5. Sugerencias y Contramedidas La reforma del pago según los GRD conformará un modelo de gestión centrado en el control de costos y calidad, que cambiará el modelo de gestión tradicional de los hospitales públicos, mejorará la calidad de los servicios médicos, establecerá un sistema de evaluación del desempeño hospitalario y desarrollar racionalmente el pago del seguro médico promueve el desarrollo y la unificación de la tecnología médica. Para los hospitales públicos, el trabajo se puede mejorar desde los siguientes aspectos:
(1) Los líderes hospitalarios prestan atención, fortalecen las garantías organizativas y formulan planes de implementación. El hospital establece un grupo líder y una oficina para la reforma. Los líderes de los métodos de pago de los DRG son responsables de El líder del equipo es responsable de la organización y coordinación de la reforma, y tiene una oficina de reforma de los métodos de pago responsable de la implementación de trabajos específicos. Aclarar la agrupación, las normas de agrupación, los procedimientos operativos y de liquidación de los GRD, y formular los correspondientes mecanismos regulatorios y medidas de apoyo.
(2) Determinar los estándares de pago y los métodos de liquidación de los GRD. Una vez agrupadas las enfermedades, los estándares de pago para cada grupo de enfermedades se calculan en función del peso del costo promedio de cada grupo de enfermedades de los GRD, el total. presupuesto del fondo y el nivel de tipos. Sobre esta base, se aumenta el peso de los grupos de enfermedades difíciles y se reduce el peso de los grupos de enfermedades simples, y finalmente se forma un estándar de tarifas de grupo de enfermedades adecuado para hospitales. Los hospitales, los pacientes y los departamentos de seguros médicos cobran y liquidan de acuerdo con los estándares de pago de los DRG y los índices de compensación prescritos. Se llegan a acuerdos separados para cuatro categorías principales de enfermedades, incluidos proyectos de nueva tecnología, casos críticos y graves, casos difíciles y enfermedades graves.

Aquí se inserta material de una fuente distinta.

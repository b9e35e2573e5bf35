//! Bulk transfer execution
//!
//! Payloads are written to the session's bulk OUT endpoint in chunks of at
//! most [`MAX_CHUNK_SIZE`] bytes. The offset advances by what the device
//! actually accepted, so a short write is followed by a chunk starting where
//! it stopped. A chunk that transmits nothing fails the whole payload.

use crate::error::{BridgeError, Result};
use crate::usb::host::UsbConnection;
use crate::usb::manager::ConnectionManager;
use common::EndpointInfo;
use std::time::Duration;
use tracing::{debug, info, warn};

/// Largest chunk handed to a single bulk transfer
pub const MAX_CHUNK_SIZE: usize = 4096;

/// Timeout for each chunk
pub const CHUNK_TIMEOUT: Duration = Duration::from_millis(3000);

/// Write a payload over the current session
///
/// Returns the number of bytes written, which is always the payload length.
pub fn print_bytes<C: UsbConnection>(
    manager: &mut ConnectionManager<C>,
    payload: &[u8],
) -> Result<usize> {
    let session = manager.session_mut().ok_or(BridgeError::NotConnected)?;
    let device = session.device().to_string();
    let (connection, endpoint) = session.writer();

    let written = write_chunked(connection, endpoint, payload)?;
    info!("Wrote {} bytes to {}", written, device);
    Ok(written)
}

/// Write `payload` to `endpoint` chunk by chunk
pub fn write_chunked<C: UsbConnection>(
    connection: &mut C,
    endpoint: &EndpointInfo,
    payload: &[u8],
) -> Result<usize> {
    let total = payload.len();
    let mut offset = 0;

    while offset < total {
        let end = (offset + MAX_CHUNK_SIZE).min(total);
        let chunk = &payload[offset..end];

        let sent = match connection.bulk_write(endpoint, chunk, CHUNK_TIMEOUT) {
            Ok(0) => {
                warn!(
                    "Bulk write on endpoint {:#04x} made no progress at offset {}",
                    endpoint.address, offset
                );
                return Err(BridgeError::WriteFailed {
                    offset,
                    total,
                    reason: "no bytes transmitted".to_string(),
                });
            }
            Ok(sent) => sent,
            Err(e) => {
                warn!(
                    "Bulk write on endpoint {:#04x} failed at offset {}: {}",
                    endpoint.address, offset, e
                );
                return Err(BridgeError::WriteFailed {
                    offset,
                    total,
                    reason: e.to_string(),
                });
            }
        };

        // never step past the chunk that was handed out
        offset += sent.min(chunk.len());
        debug!(
            "Bulk chunk: endpoint={:#04x}, requested={}, sent={}, offset={}/{}",
            endpoint.address,
            chunk.len(),
            sent,
            offset,
            total
        );
    }

    Ok(offset)
}
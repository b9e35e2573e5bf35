//! Async channel bridge between Tokio runtime and USB thread
//!
//! Requests flow from the runtime to the USB worker over a bounded command
//! channel. Host notifications (permission results, hot-plug) flow into the
//! worker over an unbounded event channel, because they are published from
//! libusb callbacks that run on the worker thread itself and must never block.

use crate::usb_types::{DeviceDescriptor, PermissionToken};
use async_channel::{Receiver, Sender, bounded, unbounded};
use protocol::{ErrorCode, Request, Response};
use tracing::{debug, warn};

/// Commands from Tokio runtime to USB thread
#[derive(Debug)]
pub enum UsbCommand {
    /// Execute one request
    Call {
        request: Request,
        /// Channel to send the reply back
        response: tokio::sync::oneshot::Sender<Reply>,
    },

    /// Disconnect any session and stop the USB thread
    Shutdown,
}

/// Worker reply to a [`UsbCommand::Call`]
#[derive(Debug)]
pub enum Reply {
    /// The request completed on the worker
    Ready(Response),
    /// A permission prompt is outstanding; the grant arrives later
    Pending(tokio::sync::oneshot::Receiver<bool>),
}

/// Notifications from the host into the USB thread
#[derive(Debug, Clone, PartialEq, Eq)]
pub enum HostEvent {
    /// Answer to a permission prompt
    PermissionResult {
        token: PermissionToken,
        granted: bool,
    },

    /// Device hot-plugged
    DeviceAttached { device: DeviceDescriptor },

    /// Device removed from the bus
    DeviceDetached { device: DeviceDescriptor },
}

/// Publisher side of the host event channel
#[derive(Debug, Clone)]
pub struct HostEventSender {
    tx: Sender<HostEvent>,
}

impl HostEventSender {
    /// Queue an event without blocking
    pub fn publish(&self, event: HostEvent) {
        debug!("Publishing host event: {:?}", event);
        if let Err(e) = self.tx.try_send(event) {
            warn!("Dropping host event, USB worker gone: {}", e);
        }
    }
}

/// Handle for Tokio runtime (async)
#[derive(Clone)]
pub struct UsbBridge {
    cmd_tx: Sender<UsbCommand>,
}

impl UsbBridge {
    /// Send a command to the USB thread
    pub async fn send_command(&self, cmd: UsbCommand) -> crate::Result<()> {
        self.cmd_tx
            .send(cmd)
            .await
            .map_err(|e| crate::Error::Channel(e.to_string()))
    }

    /// Run a request on the USB thread and wait for its final response
    ///
    /// Channel failures are reported as `unavailable`, so callers always get
    /// a well-formed response.
    pub async fn call(&self, request: Request) -> Response {
        let method = request.method();
        let (tx, rx) = tokio::sync::oneshot::channel();

        if let Err(e) = self
            .send_command(UsbCommand::Call {
                request,
                response: tx,
            })
            .await
        {
            return Response::error(ErrorCode::Unavailable, e.to_string());
        }

        match rx.await {
            Ok(Reply::Ready(response)) => response,
            Ok(Reply::Pending(grant)) => match grant.await {
                Ok(granted) => Response::ok_bool(granted),
                Err(_) => Response::error(
                    ErrorCode::Unavailable,
                    "permission request abandoned by USB worker",
                ),
            },
            Err(_) => Response::error(
                ErrorCode::Unavailable,
                format!("USB worker dropped {} request", method),
            ),
        }
    }
}

/// Handle for USB thread (blocking)
pub struct UsbWorker {
    cmd_rx: Receiver<UsbCommand>,
    event_rx: Receiver<HostEvent>,
    event_tx: Sender<HostEvent>,
}

impl UsbWorker {
    /// Receive a command from Tokio runtime (blocking)
    pub fn recv_command(&self) -> crate::Result<UsbCommand> {
        self.cmd_rx
            .recv_blocking()
            .map_err(|e| crate::Error::Channel(e.to_string()))
    }

    /// Try to receive a command without blocking
    pub fn try_recv_command(&self) -> Option<UsbCommand> {
        self.cmd_rx.try_recv().ok()
    }

    /// All bridge handles are gone and no command is queued
    pub fn is_closed(&self) -> bool {
        self.cmd_rx.is_closed() && self.cmd_rx.is_empty()
    }

    /// Try to receive a host event without blocking
    pub fn try_recv_event(&self) -> Option<HostEvent> {
        self.event_rx.try_recv().ok()
    }

    /// Publisher for host backends and permission prompts
    pub fn event_sender(&self) -> HostEventSender {
        HostEventSender {
            tx: self.event_tx.clone(),
        }
    }
}

/// Create the channel bridge between Tokio and USB thread
///
/// Returns (UsbBridge for Tokio, UsbWorker for USB thread)
pub fn create_usb_bridge() -> (UsbBridge, UsbWorker) {
    let (cmd_tx, cmd_rx) = bounded(256);
    let (event_tx, event_rx) = unbounded();

    (
        UsbBridge { cmd_tx },
        UsbWorker {
            cmd_rx,
            event_rx,
            event_tx,
        },
    )
}
//! Permission negotiation
//!
//! Each prompt is correlated to a single-use [`PermissionToken`]. The waiting
//! requester is represented by a oneshot sender stored under that token; the
//! entry is removed before the answer is sent, so a request resolves exactly
//! once and a duplicate answer for the same token finds nothing.

use crate::error::{BridgeError, Result};
use crate::usb::host::{PermissionPrompt, UsbHost};
use crate::usb::registry;
use common::{DeviceDescriptor, PermissionToken};
use std::collections::HashMap;
use tokio::sync::oneshot;
use tracing::{debug, info, warn};

/// Result of starting a permission request
#[derive(Debug)]
pub enum PermissionOutcome {
    /// Answered without a prompt
    Resolved(bool),
    /// A prompt is outstanding; the answer arrives on this receiver
    Pending(oneshot::Receiver<bool>),
}

struct PendingPermission {
    device: DeviceDescriptor,
    responder: oneshot::Sender<bool>,
}

/// Tracks outstanding permission prompts
#[derive(Default)]
pub struct PermissionNegotiator {
    pending: HashMap<PermissionToken, PendingPermission>,
}

impl PermissionNegotiator {
    pub fn new() -> Self {
        Self::default()
    }

    /// Request access to the device with this identity key
    ///
    /// A device that is already accessible resolves to `true` without a
    /// prompt. Otherwise a prompt is issued; an older outstanding request for
    /// the same device is retired with `false`.
    pub fn request<H: UsbHost, P: PermissionPrompt>(
        &mut self,
        host: &H,
        prompt: &P,
        vendor_id: u16,
        product_id: u16,
    ) -> Result<PermissionOutcome> {
        let device = registry::find_device(host, vendor_id, product_id).ok_or(
            BridgeError::NotFound {
                vendor_id,
                product_id,
            },
        )?;

        if host.has_permission(&device) {
            debug!("Permission already held for {}", device);
            return Ok(PermissionOutcome::Resolved(true));
        }

        self.supersede(&device);

        let token = self.fresh_token();
        let (responder, receiver) = oneshot::channel();
        self.pending.insert(
            token,
            PendingPermission {
                device: device.clone(),
                responder,
            },
        );

        if let Err(e) = prompt.prompt(&device, token) {
            warn!("Failed to prompt for permission on {}: {}", device, e);
            self.pending.remove(&token);
            return Ok(PermissionOutcome::Resolved(false));
        }

        info!("Requested permission for {} (token {})", device, token);
        Ok(PermissionOutcome::Pending(receiver))
    }

    /// Deliver the answer for `token`
    ///
    /// Returns `false` if no request is waiting on this token.
    pub fn resolve(&mut self, token: PermissionToken, granted: bool) -> bool {
        let Some(request) = self.pending.remove(&token) else {
            debug!("Ignoring permission result for unknown token {}", token);
            return false;
        };

        info!(
            "Permission {} for {}",
            if granted { "granted" } else { "denied" },
            request.device
        );

        if request.responder.send(granted).is_err() {
            debug!("Permission requester for token {} went away", token);
        }
        true
    }

    /// Number of requests still waiting for an answer
    pub fn pending_count(&self) -> usize {
        self.pending.len()
    }

    /// Drop every outstanding request without answering it
    pub fn cancel_all(&mut self) {
        if !self.pending.is_empty() {
            debug!("Abandoning {} permission requests", self.pending.len());
        }
        self.pending.clear();
    }

    fn supersede(&mut self, device: &DeviceDescriptor) {
        let stale: Vec<PermissionToken> = self
            .pending
            .iter()
            .filter(|(_, request)| request.device.is_same_device(device))
            .map(|(token, _)| *token)
            .collect();

        for token in stale {
            debug!("Superseding permission request {} for {}", token, device);
            self.resolve(token, false);
        }
    }

    fn fresh_token(&self) -> PermissionToken {
        loop {
            let token = PermissionToken::random();
            if !self.pending.contains_key(&token) {
                return token;
            }
        }
    }
}
//! JSON-lines method channel
//!
//! Reads one call per line, runs it through the USB worker and writes one
//! response per line, in request order. Lines that do not parse are answered
//! with `bad_args`; the channel keeps going until the reader hits EOF.
//!
//! Lines are buffered up to [`MAX_LINE_SIZE`]. A longer line is answered with
//! `bad_args` and closes the channel.

use anyhow::{Context, Result};
use common::UsbBridge;
use futures::StreamExt;
use protocol::{MAX_LINE_SIZE, MethodError, Request, Response, decode_call, encode_response};
use tokio::io::{AsyncRead, AsyncWrite, AsyncWriteExt};
use tokio_util::codec::{FramedRead, LinesCodec, LinesCodecError};
use tracing::{debug, info, trace, warn};

/// Serve calls from `reader` until EOF
///
/// Returns the number of calls answered.
pub async fn serve<R, W>(bridge: &UsbBridge, reader: R, writer: W) -> Result<usize>
where
    R: AsyncRead + Unpin,
    W: AsyncWrite + Unpin,
{
    serve_with_limit(bridge, reader, writer, MAX_LINE_SIZE).await
}

/// Serve calls with lines capped at `max_line` bytes
pub async fn serve_with_limit<R, W>(
    bridge: &UsbBridge,
    reader: R,
    mut writer: W,
    max_line: usize,
) -> Result<usize>
where
    R: AsyncRead + Unpin,
    W: AsyncWrite + Unpin,
{
    let mut lines = FramedRead::new(reader, LinesCodec::new_with_max_length(max_line));
    let mut answered = 0;

    while let Some(line) = lines.next().await {
        let line = match line {
            Ok(line) => line,
            Err(LinesCodecError::MaxLineLengthExceeded) => {
                warn!("Request line exceeds {} bytes, closing channel", max_line);
                let response = Response::Error(MethodError::bad_args(format!(
                    "Line too long (max: {} bytes)",
                    max_line
                )));
                write_response(&mut writer, &response).await?;
                answered += 1;
                break;
            }
            Err(LinesCodecError::Io(e)) => return Err(e).context("Failed to read request"),
        };

        if line.trim().is_empty() {
            continue;
        }
        trace!("Received: {}", line);

        let response = handle_line(bridge, &line).await;
        write_response(&mut writer, &response).await?;
        answered += 1;
    }

    info!("Request stream closed after {} calls", answered);
    Ok(answered)
}

async fn write_response<W: AsyncWrite + Unpin>(writer: &mut W, response: &Response) -> Result<()> {
    let encoded = encode_response(response).context("Failed to encode response")?;

    writer
        .write_all(encoded.as_bytes())
        .await
        .context("Failed to write response")?;
    writer.write_all(b"\n").await.context("Failed to write response")?;
    writer.flush().await.context("Failed to flush response")?;
    Ok(())
}

/// Answer one request line
pub async fn handle_line(bridge: &UsbBridge, line: &str) -> Response {
    let request = match decode_call(line)
        .map_err(|e| MethodError::bad_args(e.to_string()))
        .and_then(Request::try_from)
    {
        Ok(request) => request,
        Err(e) => {
            debug!("Rejected request: {}", e);
            return Response::Error(e);
        }
    };

    bridge.call(request).await
}
//! usb-print-bridge
//!
//! Drives a USB printer from the command line, or serves the bridge methods
//! as JSON lines on stdin/stdout for a host application.

use anyhow::{Context, Result, anyhow, bail};
use bridge::config::{self, BridgeConfig};
use bridge::serve::serve;
use bridge::usb::spawn_usb_worker;
use clap::{Parser, Subcommand};
use common::{UsbBridge, UsbCommand, create_usb_bridge, setup_logging};
use protocol::{DeviceArgs, DeviceSummary, PrintArgs, Request, Response, ResponseValue};
use tokio::signal;
use tracing::{error, info};

#[derive(Parser, Debug)]
#[command(name = "usb-print-bridge")]
#[command(author, version, about = "Bridge raw print jobs to USB printers")]
#[command(long_about = "
Bridges raw printer byte streams (ESC/POS and similar) to a USB printer's
bulk OUT endpoint.

EXAMPLES:
    # List attached devices
    usb-print-bridge list

    # Print a file to an Epson printer
    usb-print-bridge print --vid 0x04b8 --pid 0x0202 receipt.bin

    # Serve JSON-lines method calls on stdin/stdout
    usb-print-bridge serve

CONFIGURATION:
    The bridge looks for configuration files in the following order:
    1. Path specified with --config
    2. ~/.config/usb-print-bridge/bridge.toml
    3. /etc/usb-print-bridge/bridge.toml
    4. Built-in defaults, only when no file exists
")]
struct Args {
    /// Path to configuration file
    #[arg(short, long, value_name = "PATH", global = true)]
    config: Option<String>,

    /// Save default configuration and exit
    #[arg(long)]
    save_config: bool,

    /// Log level (trace, debug, info, warn, error)
    #[arg(short, long, value_name = "LEVEL", global = true)]
    log_level: Option<String>,

    #[command(subcommand)]
    command: Option<Command>,
}

#[derive(Subcommand, Debug)]
enum Command {
    /// List attached USB devices
    List {
        /// Print the listing as JSON
        #[arg(long)]
        json: bool,
    },

    /// Request permission to open a device
    Permission {
        #[command(flatten)]
        device: DeviceSelector,
    },

    /// Send a file to a printer
    Print {
        #[command(flatten)]
        device: DeviceSelector,

        /// File with the raw bytes to send
        file: std::path::PathBuf,
    },

    /// Serve method calls as JSON lines on stdin/stdout
    Serve,
}

/// Device ids, falling back to the configured printer
#[derive(clap::Args, Debug)]
struct DeviceSelector {
    /// Vendor id (hex with 0x prefix, or decimal)
    #[arg(long, value_parser = parse_id)]
    vid: Option<u16>,

    /// Product id (hex with 0x prefix, or decimal)
    #[arg(long, value_parser = parse_id)]
    pid: Option<u16>,
}

impl DeviceSelector {
    fn resolve(&self, config: &BridgeConfig) -> Result<(u16, u16)> {
        match (self.vid, self.pid) {
            (Some(vid), Some(pid)) => Ok((vid, pid)),
            (None, None) => config
                .printer_identity()?
                .ok_or_else(|| anyhow!("No printer given: pass --vid and --pid or set [printer] in the config")),
            _ => bail!("--vid and --pid must be given together"),
        }
    }
}

fn parse_id(s: &str) -> std::result::Result<u16, String> {
    config::parse_usb_id(s).map_err(|e| e.to_string())
}

#[tokio::main]
async fn main() -> Result<()> {
    let args = Args::parse();

    let config_path = args
        .config
        .as_deref()
        .map(config::expand_path)
        .transpose()?;

    if args.save_config {
        let path = config_path.unwrap_or_else(BridgeConfig::default_path);
        BridgeConfig::default()
            .save(&path)
            .context("Failed to save configuration")?;
        println!("Configuration saved to: {}", path.display());
        return Ok(());
    }

    let config = match config_path {
        Some(path) => BridgeConfig::load(Some(path)).context("Failed to load configuration")?,
        None => BridgeConfig::load_or_default().context("Failed to load configuration")?,
    };

    let log_level = args
        .log_level
        .as_deref()
        .unwrap_or(&config.bridge.log_level);
    setup_logging(log_level).context("Failed to setup logging")?;

    info!("usb-print-bridge v{}", env!("CARGO_PKG_VERSION"));

    let Some(command) = args.command else {
        bail!("No command given, see --help");
    };

    let (usb_bridge, worker) = create_usb_bridge();
    let usb_worker_handle =
        spawn_usb_worker(worker, config.usb.hotplug).context("Failed to spawn USB worker thread")?;

    let result = run_command(command, &config, &usb_bridge).await;

    info!("Shutting down USB subsystem...");
    if let Err(e) = usb_bridge.send_command(UsbCommand::Shutdown).await {
        // the worker already exited
        info!("USB worker not running: {:#}", e);
    }
    match usb_worker_handle.join() {
        Ok(Ok(())) => {}
        Ok(Err(e)) => error!("USB worker failed: {}", e),
        Err(e) => error!("USB worker thread panicked: {:?}", e),
    }

    result
}

async fn run_command(command: Command, config: &BridgeConfig, usb_bridge: &UsbBridge) -> Result<()> {
    match command {
        Command::List { json } => list_devices(usb_bridge, json).await,
        Command::Permission { device } => {
            let (vid, pid) = device.resolve(config)?;
            let granted = request_permission(usb_bridge, vid, pid).await?;
            println!(
                "Permission for {:04x}:{:04x}: {}",
                vid,
                pid,
                if granted { "granted" } else { "denied" }
            );
            if !granted {
                bail!("Permission denied");
            }
            Ok(())
        }
        Command::Print { device, file } => {
            let (vid, pid) = device.resolve(config)?;
            let payload = tokio::fs::read(&file)
                .await
                .with_context(|| format!("Failed to read {}", file.display()))?;
            print_file(usb_bridge, vid, pid, payload).await
        }
        Command::Serve => run_serve(usb_bridge).await,
    }
}

async fn list_devices(usb_bridge: &UsbBridge, json: bool) -> Result<()> {
    let devices = match expect_ok(usb_bridge.call(Request::ListDevices).await, "listDevices")? {
        ResponseValue::Devices(devices) => devices,
        other => bail!("Unexpected listDevices result: {:?}", other),
    };

    if json {
        println!("{}", serde_json::to_string_pretty(&devices)?);
        return Ok(());
    }

    if devices.is_empty() {
        println!("No USB devices found.");
        return Ok(());
    }

    println!("Found {} USB device(s):\n", devices.len());
    for DeviceSummary {
        vendor_id,
        product_id,
        device_name,
        manufacturer_name,
    } in devices
    {
        println!(
            "  {:04x}:{:04x}  {}  {}",
            vendor_id,
            product_id,
            device_name,
            manufacturer_name.as_deref().unwrap_or("Unknown Manufacturer")
        );
    }
    Ok(())
}

async fn request_permission(usb_bridge: &UsbBridge, vid: u16, pid: u16) -> Result<bool> {
    let response = usb_bridge
        .call(Request::RequestPermission(DeviceArgs::new(vid, pid)))
        .await;
    expect_bool(response, "requestPermission")
}

async fn print_file(usb_bridge: &UsbBridge, vid: u16, pid: u16, payload: Vec<u8>) -> Result<()> {
    if !request_permission(usb_bridge, vid, pid).await? {
        bail!("Permission denied for {:04x}:{:04x}", vid, pid);
    }

    let response = usb_bridge
        .call(Request::Connect(DeviceArgs::new(vid, pid)))
        .await;
    expect_bool(response, "connect")?;

    let size = payload.len();
    let printed = expect_bool(
        usb_bridge
            .call(Request::PrintBytes(PrintArgs::new(payload)))
            .await,
        "printBytes",
    );

    // release the printer whatever the outcome
    let _ = usb_bridge.call(Request::Disconnect).await;

    printed?;
    println!("Sent {} bytes to {:04x}:{:04x}", size, vid, pid);
    Ok(())
}

async fn run_serve(usb_bridge: &UsbBridge) -> Result<()> {
    info!("Serving JSON-lines requests on stdin");
    let reader = tokio::io::stdin();
    let writer = tokio::io::stdout();

    tokio::select! {
        result = serve(usb_bridge, reader, writer) => result.map(|_| ()),
        signal = signal::ctrl_c() => {
            signal.context("Error waiting for Ctrl+C")?;
            info!("Received Ctrl+C, shutting down");
            Ok(())
        }
    }
}

fn expect_ok(response: Response, method: &str) -> Result<ResponseValue> {
    match response {
        Response::Ok(value) => Ok(value),
        Response::Error(e) => Err(anyhow!("{} failed: {}", method, e)),
    }
}

fn expect_bool(response: Response, method: &str) -> Result<bool> {
    match expect_ok(response, method)? {
        ResponseValue::Bool(value) => Ok(value),
        other => Err(anyhow!("Unexpected {} result: {:?}", method, other)),
    }
}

(3) Determinar el proceso de operación de pago de los GRD y el mecanismo de supervisión. El primero es la gestión de dos líneas de llenado de la página de inicio del historial médico y la liquidación por parte del médico a cargo; la reforma de la vinculación del diagnóstico médico y el tratamiento y los métodos de pago; el tercero es la revisión de la sala de registros médicos antes de la liquidación. La precisión del diagnóstico principal y la codificación garantiza la agrupación precisa del mero. Todos los meses se llevan a cabo revisiones especiales para las enfermedades y los grupos de atención primaria que exceden los estándares de tarifas. La Oficina de Reforma del Sistema de Pagos monitorea el funcionamiento del sistema de DRG y analiza periódicamente los indicadores de los tipos de enfermedades atendidos por cada grupo de atención primaria.
(4) Desarrollar el sistema de información y pago de gestión de la trayectoria clínica de los GRD. El hospital transforma el sistema de información de pago de los GRD que integra funciones de agrupación, estadísticas, liquidación, revisión y seguimiento de los GRD, y establece una trayectoria clínica basada en información. sistema para realizar diagnóstico y tratamiento generación automática de órdenes médicas, registro automático de análisis de variación, resumen automático de formularios de ruta, análisis automático de indicadores como tasa de inscripción de enfermedades, tasa de finalización, costos promedio de hospitalización, días promedio de hospitalización, etc. Realizar la informatización de la reforma de los métodos de pago hospitalarios.
(5) Fortalecer la gestión de la calidad médica y compensar las deficiencias en el pago de los DRG. El departamento de control de calidad médica del hospital regula el comportamiento de diagnóstico y tratamiento del personal médico mediante el establecimiento de un sistema de gestión de la calidad del proceso de servicio médico. sistema de control y prevención de riesgos médicos e implementar la gestión de la trayectoria clínica, reducir la tasa de rehospitalización de casos individuales, recompensar el excedente bajo el pago del paquete DRG y lograr el objetivo general de estandarizar el comportamiento médico, reducir los riesgos médicos, controlar los gastos médicos y mejorar. calidad médica.